Collection entries

>>>

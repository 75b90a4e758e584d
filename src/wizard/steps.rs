//! Step definitions for the onboarding questionnaire.

use serde::{Deserialize, Serialize};

/// Sentinel choice that reveals a free-text override for the answer.
pub const OTHER_LANGUAGE: &str = "Other (please specify)";

/// Input kind for one step.
#[derive(Debug, Clone, Copy, PartialEq, Eq, Serialize, Deserialize)]
#[serde(rename_all = "snake_case")]
pub enum StepKind {
    /// Pick exactly one of the listed choices.
    Choice,
    /// Free text, optional.
    FreeText,
}

/// One declaratively described wizard step. Immutable once the wizard is
/// built.
#[derive(Debug, Clone, Serialize, Deserialize)]
pub struct WizardStep {
    pub prompt: String,
    /// Ordered choices; empty for free-text steps.
    pub choices: Vec<String>,
    pub kind: StepKind,
    /// Key under which the answer lands in the submitted payload.
    pub answer_key: String,
}

impl WizardStep {
    pub fn choice(
        prompt: impl Into<String>,
        answer_key: impl Into<String>,
        choices: &[&str],
    ) -> Self {
        Self {
            prompt: prompt.into(),
            choices: choices.iter().map(|c| (*c).to_string()).collect(),
            kind: StepKind::Choice,
            answer_key: answer_key.into(),
        }
    }

    pub fn free_text(prompt: impl Into<String>, answer_key: impl Into<String>) -> Self {
        Self {
            prompt: prompt.into(),
            choices: Vec::new(),
            kind: StepKind::FreeText,
            answer_key: answer_key.into(),
        }
    }
}

/// The canonical 9-step language-learning questionnaire.
///
/// Answer keys are the exact wire keys the onboarding endpoint expects
/// (including the misspelled `challengingAspec`, which the backend matches
/// verbatim).
pub fn language_steps() -> Vec<WizardStep> {
    vec![
        WizardStep::choice(
            "What's your native language?",
            "nativeLanguage",
            &[
                "Hindi",
                "Spanish",
                "Mandarin",
                "Arabic",
                "English",
                OTHER_LANGUAGE,
            ],
        ),
        WizardStep::choice(
            "What's your language learning goal?",
            "goal",
            &[
                "Fluency",
                "Basic Conversation",
                "Professional Use",
                "Academic Research",
            ],
        ),
        WizardStep::choice(
            "What's your current language level?",
            "languageLevel",
            &["Beginner", "Intermediate", "Advanced", "Fluent"],
        ),
        WizardStep::choice(
            "What is your main purpose for learning?",
            "purpose",
            &["Travel", "Work", "Education", "Personal Interest"],
        ),
        WizardStep::choice(
            "How much time can you dedicate each week?",
            "timeToBeDedicated",
            &["<1 hour", "1-3 hours", "3-5 hours", "5+ hours"],
        ),
        WizardStep::choice(
            "What's your preferred learning pace?",
            "learningPace",
            &["Slow", "Moderate", "Fast", "Intensive"],
        ),
        WizardStep::choice(
            "What do you find most challenging?",
            "challengingAspec",
            &["Speaking", "Listening", "Reading", "Writing"],
        ),
        WizardStep::choice(
            "How do you prefer to practice?",
            "preferredPracticingWay",
            &["Solo", "With a Tutor", "In a Group", "Online Courses"],
        ),
        WizardStep::free_text(
            "Any additional information you'd like to share?",
            "additionalText",
        ),
    ]
}

#[cfg(test)]
mod tests {
    use super::*;

    #[test]
    fn nine_steps_ending_in_free_text() {
        let steps = language_steps();
        assert_eq!(steps.len(), 9);
        assert_eq!(steps.last().unwrap().kind, StepKind::FreeText);
        assert!(steps.last().unwrap().choices.is_empty());
    }

    #[test]
    fn choice_steps_have_choices() {
        for step in language_steps() {
            match step.kind {
                StepKind::Choice => assert!(!step.choices.is_empty(), "{}", step.answer_key),
                StepKind::FreeText => assert!(step.choices.is_empty()),
            }
        }
    }

    #[test]
    fn first_step_offers_the_other_sentinel() {
        let steps = language_steps();
        assert_eq!(steps[0].answer_key, "nativeLanguage");
        assert!(steps[0].choices.iter().any(|c| c == OTHER_LANGUAGE));
    }

    #[test]
    fn answer_keys_are_unique() {
        let steps = language_steps();
        let mut keys: Vec<_> = steps.iter().map(|s| s.answer_key.clone()).collect();
        keys.sort();
        keys.dedup();
        assert_eq!(keys.len(), steps.len());
    }
}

<<<

Directions for this task
The word is "last". Copy every line above where it appears.

Answer
        assert_eq!(steps.last().unwrap().kind, StepKind::FreeText);
        assert!(steps.last().unwrap().choices.is_empty());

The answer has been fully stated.